Work required » Below are the records; collect from them each line containing the string "contains".

··· Extracted data

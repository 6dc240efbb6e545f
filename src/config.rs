use std::path::{Path, PathBuf};

use serde::{Deserialize, Serialize};

use crate::family::CodeFamily;

const CONFIG_FILE: &str = "config.yaml";

/// Default embedding model
const DEFAULT_MODEL: &str = "bge-base-en-v1.5";
/// Default similarity threshold under which lexical results are mixed in
const DEFAULT_THRESHOLD: f32 = 0.35;
/// Default model download timeout in seconds
const DEFAULT_DOWNLOAD_TIMEOUT_SECS: u64 = 300;
const DEFAULT_DATA_DIR: &str = "medical_codes";
const DEFAULT_LIMIT: usize = 5;
const DEFAULT_OVERFETCH_FACTOR: usize = 2;
const DEFAULT_BUILD_BATCH_SIZE: usize = 512;

#[derive(Debug, thiserror::Error)]
pub enum ConfigError {
    #[error("Failed to access config {path}: {source}")]
    Io {
        path: PathBuf,
        #[source]
        source: std::io::Error,
    },

    #[error("Config {path} is malformed: {message}")]
    Parse { path: PathBuf, message: String },

    #[error("Invalid config value for {field}: {message}")]
    Invalid { field: String, message: String },
}

impl ConfigError {
    fn invalid(field: impl Into<String>, message: impl Into<String>) -> Self {
        Self::Invalid {
            field: field.into(),
            message: message.into(),
        }
    }
}

/// Per-family semantic confidence thresholds, cosine similarity in [0.0, 1.0].
#[derive(Clone, Debug, PartialEq, Serialize, Deserialize)]
pub struct Thresholds {
    #[serde(default = "default_threshold")]
    pub diagnosis: f32,

    #[serde(default = "default_threshold")]
    pub procedure: f32,
}

impl Thresholds {
    pub fn for_family(&self, family: CodeFamily) -> f32 {
        match family {
            CodeFamily::Diagnosis => self.diagnosis,
            CodeFamily::Procedure => self.procedure,
        }
    }
}

impl Default for Thresholds {
    fn default() -> Self {
        Self {
            diagnosis: DEFAULT_THRESHOLD,
            procedure: DEFAULT_THRESHOLD,
        }
    }
}

#[derive(Clone, Debug, Serialize, Deserialize)]
pub struct Config {
    /// Directory holding catalogs and embedding stores, relative to the base path
    #[serde(default = "default_data_dir")]
    pub data_dir: String,

    /// Model name for embeddings (e.g., "bge-base-en-v1.5")
    #[serde(default = "default_model")]
    pub model: String,

    #[serde(default)]
    pub thresholds: Thresholds,

    /// Number of suggestions returned when the caller does not ask otherwise
    #[serde(default = "default_limit")]
    pub default_limit: usize,

    /// Hybrid search asks the semantic side for `limit * overfetch_factor` candidates
    #[serde(default = "default_overfetch_factor")]
    pub overfetch_factor: usize,

    /// Texts per embedding batch when building a store
    #[serde(default = "default_build_batch_size")]
    pub build_batch_size: usize,

    /// Timeout for model download in seconds
    #[serde(default = "default_download_timeout_secs")]
    pub download_timeout_secs: u64,

    /// Refuse stores built with a different model
    #[serde(default = "default_verify_model")]
    pub verify_model: bool,

    #[serde(skip_serializing, skip_deserializing)]
    base_path: PathBuf,
}

impl Default for Config {
    fn default() -> Self {
        Self {
            data_dir: default_data_dir(),
            model: default_model(),
            thresholds: Thresholds::default(),
            default_limit: DEFAULT_LIMIT,
            overfetch_factor: DEFAULT_OVERFETCH_FACTOR,
            build_batch_size: DEFAULT_BUILD_BATCH_SIZE,
            download_timeout_secs: DEFAULT_DOWNLOAD_TIMEOUT_SECS,
            verify_model: true,
            base_path: PathBuf::new(),
        }
    }
}

fn default_data_dir() -> String {
    DEFAULT_DATA_DIR.to_string()
}

fn default_model() -> String {
    DEFAULT_MODEL.to_string()
}

fn default_threshold() -> f32 {
    DEFAULT_THRESHOLD
}

fn default_limit() -> usize {
    DEFAULT_LIMIT
}

fn default_overfetch_factor() -> usize {
    DEFAULT_OVERFETCH_FACTOR
}

fn default_build_batch_size() -> usize {
    DEFAULT_BUILD_BATCH_SIZE
}

fn default_download_timeout_secs() -> u64 {
    DEFAULT_DOWNLOAD_TIMEOUT_SECS
}

fn default_verify_model() -> bool {
    true
}

impl Config {
    /// Default configuration rooted at `base_path`, without touching disk.
    pub fn with_base_path(base_path: impl Into<PathBuf>) -> Self {
        Self {
            base_path: base_path.into(),
            ..Self::default()
        }
    }

    pub fn validate(&self) -> Result<(), ConfigError> {
        for (field, value) in [
            ("thresholds.diagnosis", self.thresholds.diagnosis),
            ("thresholds.procedure", self.thresholds.procedure),
        ] {
            if !(0.0..=1.0).contains(&value) {
                return Err(ConfigError::invalid(
                    field,
                    format!("must be between 0.0 and 1.0, got {}", value),
                ));
            }
        }

        if self.model.trim().is_empty() {
            return Err(ConfigError::invalid("model", "must not be empty"));
        }
        if self.data_dir.trim().is_empty() {
            return Err(ConfigError::invalid("data_dir", "must not be empty"));
        }
        if self.default_limit == 0 {
            return Err(ConfigError::invalid("default_limit", "must be greater than 0"));
        }
        if self.overfetch_factor == 0 {
            return Err(ConfigError::invalid("overfetch_factor", "must be greater than 0"));
        }
        if self.build_batch_size == 0 {
            return Err(ConfigError::invalid("build_batch_size", "must be greater than 0"));
        }
        if self.download_timeout_secs == 0 {
            return Err(ConfigError::invalid(
                "download_timeout_secs",
                "must be greater than 0",
            ));
        }

        Ok(())
    }

    /// Load `config.yaml` from `base_path`, creating it with defaults first if absent.
    pub fn load_with(base_path: &Path) -> Result<Self, ConfigError> {
        let path = base_path.join(CONFIG_FILE);
        let io_err = |source| ConfigError::Io {
            path: path.clone(),
            source,
        };

        std::fs::create_dir_all(base_path).map_err(io_err)?;

        // create new if does not exist
        if !path.exists() {
            let defaults = serde_yml::to_string(&Self::default()).map_err(|e| ConfigError::Parse {
                path: path.clone(),
                message: e.to_string(),
            })?;
            std::fs::write(&path, defaults).map_err(io_err)?;
        }

        let config_str = std::fs::read_to_string(&path).map_err(io_err)?;
        let mut config: Self = serde_yml::from_str(&config_str).map_err(|e| ConfigError::Parse {
            path: path.clone(),
            message: e.to_string(),
        })?;

        config.base_path = base_path.to_path_buf();
        config.validate()?;

        // resave in case config version needs an upgrade
        if let Ok(normalized) = serde_yml::to_string(&config) {
            if normalized != config_str {
                config.save()?;
            }
        }

        Ok(config)
    }

    pub fn save(&self) -> Result<(), ConfigError> {
        let path = self.base_path.join(CONFIG_FILE);
        let config_str = serde_yml::to_string(&self).map_err(|e| ConfigError::Parse {
            path: path.clone(),
            message: e.to_string(),
        })?;
        std::fs::write(&path, config_str).map_err(|source| ConfigError::Io { path, source })
    }

    pub fn base_path(&self) -> &Path {
        &self.base_path
    }

    /// Absolute data directory: `data_dir` as-is when absolute, else under the base path.
    pub fn data_path(&self) -> PathBuf {
        let dir = Path::new(&self.data_dir);
        if dir.is_absolute() {
            dir.to_path_buf()
        } else {
            self.base_path.join(dir)
        }
    }

    pub fn catalog_path(&self, family: CodeFamily) -> PathBuf {
        self.data_path().join(family.catalog_file())
    }
}

#[cfg(test)]
mod tests {
    use super::*;

    #[test]
    fn test_load_creates_default_file() {
        let dir = tempfile::tempdir().unwrap();

        let config = Config::load_with(dir.path()).unwrap();

        assert!(dir.path().join(CONFIG_FILE).exists());
        assert_eq!(config.model, DEFAULT_MODEL);
        assert_eq!(config.thresholds, Thresholds::default());
        assert_eq!(config.default_limit, 5);
        assert_eq!(config.overfetch_factor, 2);
        assert!(config.verify_model);
        assert_eq!(config.data_path(), dir.path().join("medical_codes"));
    }

    #[test]
    fn test_partial_file_fills_defaults() {
        let dir = tempfile::tempdir().unwrap();
        std::fs::write(
            dir.path().join(CONFIG_FILE),
            "thresholds:\n  procedure: 0.5\ndata_dir: /srv/codes\n",
        )
        .unwrap();

        let config = Config::load_with(dir.path()).unwrap();

        assert_eq!(config.thresholds.for_family(CodeFamily::Procedure), 0.5);
        assert_eq!(config.thresholds.for_family(CodeFamily::Diagnosis), 0.35);
        assert_eq!(config.data_path(), PathBuf::from("/srv/codes"));
        assert_eq!(
            config.catalog_path(CodeFamily::Procedure),
            PathBuf::from("/srv/codes/cpt4.json")
        );

        // Missing fields were written back.
        let saved = std::fs::read_to_string(dir.path().join(CONFIG_FILE)).unwrap();
        assert!(saved.contains("overfetch_factor"));
    }

    #[test]
    fn test_threshold_out_of_range() {
        let dir = tempfile::tempdir().unwrap();
        std::fs::write(dir.path().join(CONFIG_FILE), "thresholds:\n  diagnosis: 1.5\n").unwrap();

        let err = Config::load_with(dir.path()).unwrap_err();
        assert!(matches!(err, ConfigError::Invalid { ref field, .. } if field == "thresholds.diagnosis"));
    }

    #[test]
    fn test_zero_values_rejected() {
        let mut config = Config::default();
        config.overfetch_factor = 0;
        assert!(config.validate().is_err());

        let mut config = Config::default();
        config.build_batch_size = 0;
        assert!(config.validate().is_err());

        let mut config = Config::default();
        config.default_limit = 0;
        assert!(config.validate().is_err());

        assert!(Config::default().validate().is_ok());
    }

    #[test]
    fn test_malformed_yaml() {
        let dir = tempfile::tempdir().unwrap();
        std::fs::write(dir.path().join(CONFIG_FILE), "thresholds: [oops").unwrap();

        let result = Config::load_with(dir.path());
        assert!(matches!(result, Err(ConfigError::Parse { .. })));
    }
}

······

Answer space »
            if !(0.0..=1.0).contains(&value) {
        assert!(saved.contains("overfetch_factor"));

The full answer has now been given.